Stored data entries
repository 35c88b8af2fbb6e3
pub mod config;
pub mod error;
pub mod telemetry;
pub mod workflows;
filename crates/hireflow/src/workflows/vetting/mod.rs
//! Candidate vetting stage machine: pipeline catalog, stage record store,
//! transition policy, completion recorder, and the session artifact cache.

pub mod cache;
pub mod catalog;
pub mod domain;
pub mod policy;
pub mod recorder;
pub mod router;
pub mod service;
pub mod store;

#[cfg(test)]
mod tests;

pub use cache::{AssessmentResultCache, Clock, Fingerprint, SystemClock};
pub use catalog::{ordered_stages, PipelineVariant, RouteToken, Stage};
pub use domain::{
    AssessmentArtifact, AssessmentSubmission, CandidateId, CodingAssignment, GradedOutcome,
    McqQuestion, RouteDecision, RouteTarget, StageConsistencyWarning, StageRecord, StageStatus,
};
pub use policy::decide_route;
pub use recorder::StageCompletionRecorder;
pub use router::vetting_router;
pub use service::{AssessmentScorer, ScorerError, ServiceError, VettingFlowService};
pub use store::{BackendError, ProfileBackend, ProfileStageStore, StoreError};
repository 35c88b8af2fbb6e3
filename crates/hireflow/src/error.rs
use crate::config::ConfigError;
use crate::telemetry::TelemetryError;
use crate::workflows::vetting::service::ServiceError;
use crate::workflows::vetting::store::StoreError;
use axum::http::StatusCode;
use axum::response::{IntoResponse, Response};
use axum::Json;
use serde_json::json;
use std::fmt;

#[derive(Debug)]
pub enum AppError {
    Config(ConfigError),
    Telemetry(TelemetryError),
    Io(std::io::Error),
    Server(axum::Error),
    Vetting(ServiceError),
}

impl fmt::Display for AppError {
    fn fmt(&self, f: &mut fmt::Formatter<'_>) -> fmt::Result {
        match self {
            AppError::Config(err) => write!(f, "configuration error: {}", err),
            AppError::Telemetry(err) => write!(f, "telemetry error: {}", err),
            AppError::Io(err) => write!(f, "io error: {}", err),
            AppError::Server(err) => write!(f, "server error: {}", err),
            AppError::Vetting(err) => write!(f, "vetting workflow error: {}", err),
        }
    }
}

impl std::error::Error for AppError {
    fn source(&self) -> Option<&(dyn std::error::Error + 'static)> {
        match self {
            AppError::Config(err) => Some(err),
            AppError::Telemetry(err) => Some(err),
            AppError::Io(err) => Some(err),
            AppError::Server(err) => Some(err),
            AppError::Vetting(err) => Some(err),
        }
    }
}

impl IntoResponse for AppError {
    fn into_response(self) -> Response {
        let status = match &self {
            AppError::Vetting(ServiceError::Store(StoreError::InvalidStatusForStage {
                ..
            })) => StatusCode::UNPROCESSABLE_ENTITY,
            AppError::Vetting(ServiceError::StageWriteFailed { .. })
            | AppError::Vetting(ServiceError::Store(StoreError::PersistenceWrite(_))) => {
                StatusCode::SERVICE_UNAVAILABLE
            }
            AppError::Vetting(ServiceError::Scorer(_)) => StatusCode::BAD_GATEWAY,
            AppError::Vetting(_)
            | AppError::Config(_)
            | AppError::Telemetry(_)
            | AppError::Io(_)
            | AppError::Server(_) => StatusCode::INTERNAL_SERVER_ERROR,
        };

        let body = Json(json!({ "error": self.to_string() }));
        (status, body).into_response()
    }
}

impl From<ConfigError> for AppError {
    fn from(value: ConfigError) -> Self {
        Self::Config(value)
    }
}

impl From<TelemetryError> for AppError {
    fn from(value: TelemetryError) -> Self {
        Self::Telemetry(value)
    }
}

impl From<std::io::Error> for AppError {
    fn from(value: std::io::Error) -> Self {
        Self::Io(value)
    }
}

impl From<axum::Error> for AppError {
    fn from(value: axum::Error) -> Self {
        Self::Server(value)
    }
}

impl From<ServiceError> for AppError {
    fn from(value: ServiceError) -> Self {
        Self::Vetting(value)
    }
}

- REQUIRED ACTION: Taking the records from the top, repeat each line exactly until you have repeated the line that contains "pub mod cache;".

- RESPONSE BOX:
repository 35c88b8af2fbb6e3
pub mod config;
pub mod error;
pub mod telemetry;
pub mod workflows;
filename crates/hireflow/src/workflows/vetting/mod.rs
//! Candidate vetting stage machine: pipeline catalog, stage record store,
//! transition policy, completion recorder, and the session artifact cache.

pub mod cache;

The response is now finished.